Fron­tin n’é­tait pas vrai­ment un ingé­nieur au sens pré­cis du terme (ni le mot ni la fonc­tion n’exis­taient à l’é­poque) : on le défi­ni­rait mieux en disant que c’é­tait un haut fonc­tion­naire de l’É­tat romain. Il était né vrai­sem­bla­ble­ment vers l’an 35 après Jésus-Christ, et il était entré dans la car­rière administrative. 

On trouve son nom pour la pre­mière fois en l’an 70 où il est pré­teur, donc à un rang déjà éle­vé du cur­sus hono­rum puisque c’é­tait l’a­vant-der­nier degré dans l’é­chelle des magis­tra­tures. Il aurait ensuite exer­cé un com­man­de­ment mili­taire sur l’ac­tuel ter­ri­toire des Pays-Bas vers l’é­poque de la révolte des tri­bus bataves conduites par Civilis. 

Vers 73 il est consul, c’est-à-dire au plus haut niveau de l’ad­mi­nis­tra­tion romaine et l’an sui­vant, il est gou­ver­neur de Bre­tagne (c’est-à-dire de la Grande-Bre­tagne actuelle) ; il y fait à nou­veau de la paci­fi­ca­tion, mais en bon Romain il fait aus­si construire une route, la Via Julia, dont on trouve encore les traces dans le sud du pays de Galles. 

Après l’an 83 il est pro­con­sul d’A­sie, c’est-à-dire de l’ac­tuelle Tur­quie, un des gou­ver­ne­ments les plus impor­tants de l’Em­pire, mais se retire ensuite des affaires, peut-être parce qu’il est dan­ge­reux d’être trop près d’un empe­reur comme Domi­tien. Celui-ci meurt en sep­tembre 96 et il est rem­pla­cé par Ner­va, empe­reur beau­coup plus calme. 

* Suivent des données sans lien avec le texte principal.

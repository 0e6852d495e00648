//! Wire format encoding and decoding.
//!
//! Every frame starts with an 11-byte header:
//! ```text
//! ┌──────────┬───────┬──────────┬──────────┐
//! │ Kind     │ Flags │ Req ID   │ Length   │
//! │ 2 bytes  │ 1 byte│ 4 bytes  │ 4 bytes  │
//! │ uint16 BE│       │ uint32 BE│ uint32 BE│
//! └──────────┴───────┴──────────┴──────────┘
//! ```
//!
//! All multi-byte integers are Big Endian. The request id in the header is
//! informational (it lets a reader log a frame without decoding it); the
//! authoritative id lives in the MsgPack payload. Client batch frames carry
//! the id of their first request.

use crate::error::{Result, TypeDBError};

/// Header size in bytes (fixed, exactly 11).
pub const HEADER_SIZE: usize = 11;

/// Default maximum payload size (64 MB).
pub const DEFAULT_MAX_PAYLOAD_SIZE: u32 = 64 * 1024 * 1024;

/// Frame kinds: which call a frame belongs to.
pub mod kind {
    /// Reserved, never sent.
    pub const RESERVED: u16 = 0;
    /// One request frame answered by one reply frame.
    pub const UNARY: u16 = 1;
    /// Duplex transaction call: client batches out, server messages in.
    pub const TRANSACTION: u16 = 2;
}

/// Flag constants for the protocol.
pub mod flags {
    /// Frame travels server to client.
    pub const IS_RESPONSE: u8 = 0b0000_0001;
    /// Payload is a `ServerError`.
    pub const IS_ERROR: u8 = 0b0000_0010;
    /// Payload is one part of a streamed reply.
    pub const IS_STREAM: u8 = 0b0000_0100;
    /// Payload is a batch of client requests.
    pub const IS_BATCH: u8 = 0b0000_1000;

    /// Reserved bits mask (bits 4-7).
    pub const RESERVED_MASK: u8 = 0b1111_0000;

    /// Check if a specific flag is set.
    #[inline]
    pub fn has_flag(flags: u8, flag: u8) -> bool {
        flags & flag != 0
    }

    /// Single response frame.
    pub const RESPONSE: u8 = IS_RESPONSE;
    /// Error frame.
    pub const ERROR_RESPONSE: u8 = IS_RESPONSE | IS_ERROR;
    /// Response part frame.
    pub const STREAM_PART: u8 = IS_RESPONSE | IS_STREAM;
    /// Client batch frame.
    pub const BATCH: u8 = IS_BATCH;
}

/// Decoded header from wire format.
#[derive(Debug, Clone, Copy, PartialEq, Eq)]
pub struct Header {
    /// Frame kind (see [`kind`]).
    pub kind: u16,
    /// Flags byte (see [`flags`]).
    pub flags: u8,
    /// Request identifier, 0 when not tied to a request.
    pub request_id: u32,
    /// Payload length in bytes.
    pub payload_length: u32,
}

impl Header {
    /// Create a new header.
    pub fn new(kind: u16, flags: u8, request_id: u32, payload_length: u32) -> Self {
        Self {
            kind,
            flags,
            request_id,
            payload_length,
        }
    }

    /// Encode header to bytes (Big Endian).
    ///
    /// # Example
    ///
    /// ```
    /// use typedb_client::protocol::{flags, kind, Header};
    ///
    /// let header = Header::new(kind::TRANSACTION, flags::RESPONSE, 42, 100);
    /// assert_eq!(header.encode().len(), 11);
    /// ```
    pub fn encode(&self) -> [u8; HEADER_SIZE] {
        let mut buf = [0u8; HEADER_SIZE];
        buf[0..2].copy_from_slice(&self.kind.to_be_bytes());
        buf[2] = self.flags;
        buf[3..7].copy_from_slice(&self.request_id.to_be_bytes());
        buf[7..11].copy_from_slice(&self.payload_length.to_be_bytes());
        buf
    }

    /// Decode header from bytes (Big Endian).
    ///
    /// Returns `None` if buffer is too short.
    pub fn decode(buf: &[u8]) -> Option<Self> {
        if buf.len() < HEADER_SIZE {
            return None;
        }
        Some(Self {
            kind: u16::from_be_bytes([buf[0], buf[1]]),
            flags: buf[2],
            request_id: u32::from_be_bytes([buf[3], buf[4], buf[5], buf[6]]),
            payload_length: u32::from_be_bytes([buf[7], buf[8], buf[9], buf[10]]),
        })
    }

    /// Validate the header for protocol compliance.
    pub fn validate(&self, max_payload_size: u32) -> Result<()> {
        if self.kind != kind::UNARY && self.kind != kind::TRANSACTION {
            return Err(TypeDBError::Protocol(format!(
                "Unknown frame kind {}",
                self.kind
            )));
        }

        if self.payload_length > max_payload_size {
            return Err(TypeDBError::Protocol(format!(
                "Payload size {} exceeds maximum {}",
                self.payload_length, max_payload_size
            )));
        }

        if self.flags & flags::RESERVED_MASK != 0 {
            return Err(TypeDBError::Protocol(
                "Reserved flag bits must be 0".to_string(),
            ));
        }

        Ok(())
    }

    #[inline]
    pub fn is_response(&self) -> bool {
        flags::has_flag(self.flags, flags::IS_RESPONSE)
    }

    #[inline]
    pub fn is_error(&self) -> bool {
        flags::has_flag(self.flags, flags::IS_ERROR)
    }

    #[inline]
    pub fn is_stream(&self) -> bool {
        flags::has_flag(self.flags, flags::IS_STREAM)
    }

    #[inline]
    pub fn is_batch(&self) -> bool {
        flags::has_flag(self.flags, flags::IS_BATCH)
    }
}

Fron­tin reprend alors du ser­vice quand Ner­va le nomme cura­teur des eaux, c’est-à-dire, en lan­gage d’au­jourd’­hui, direc­teur du Ser­vice des eaux de la ville de Rome, et c’est ce qui le condui­ra à écrire son Trai­té des aque­ducs de Rome.

À l’ex­pi­ra­tion de son man­dat, il est à nou­veau consul, il siège au Sénat à la droite de l’empereur, c’est donc un des plus hauts per­son­nages de l’Em­pire. On voit qu’il s’a­git d’une car­rière très variée, puis­qu’il a été suc­ces­si­ve­ment admi­nis­tra­teur, mili­taire, gou­ver­neur de colo­nie et chef d’une grande entre­prise publique, pour ter­mi­ner dans le pre­mier cercle du pouvoir. 

Pourquoi le Traité sur les aqueducs de Rome ?

On pour­rait répondre à cette ques­tion de façon humo­ris­tique en lan­gage d’aujourd’hui.Vers la fin du pre­mier siècle après Jésus-Christ, le grand jour­nal du soir, le Tem­pus Romae, dénonce » le scan­dale de la Romaine des Eaux » et demande que le gou­ver­ne­ment impé­rial prenne enfin les mesures qui s’imposent. 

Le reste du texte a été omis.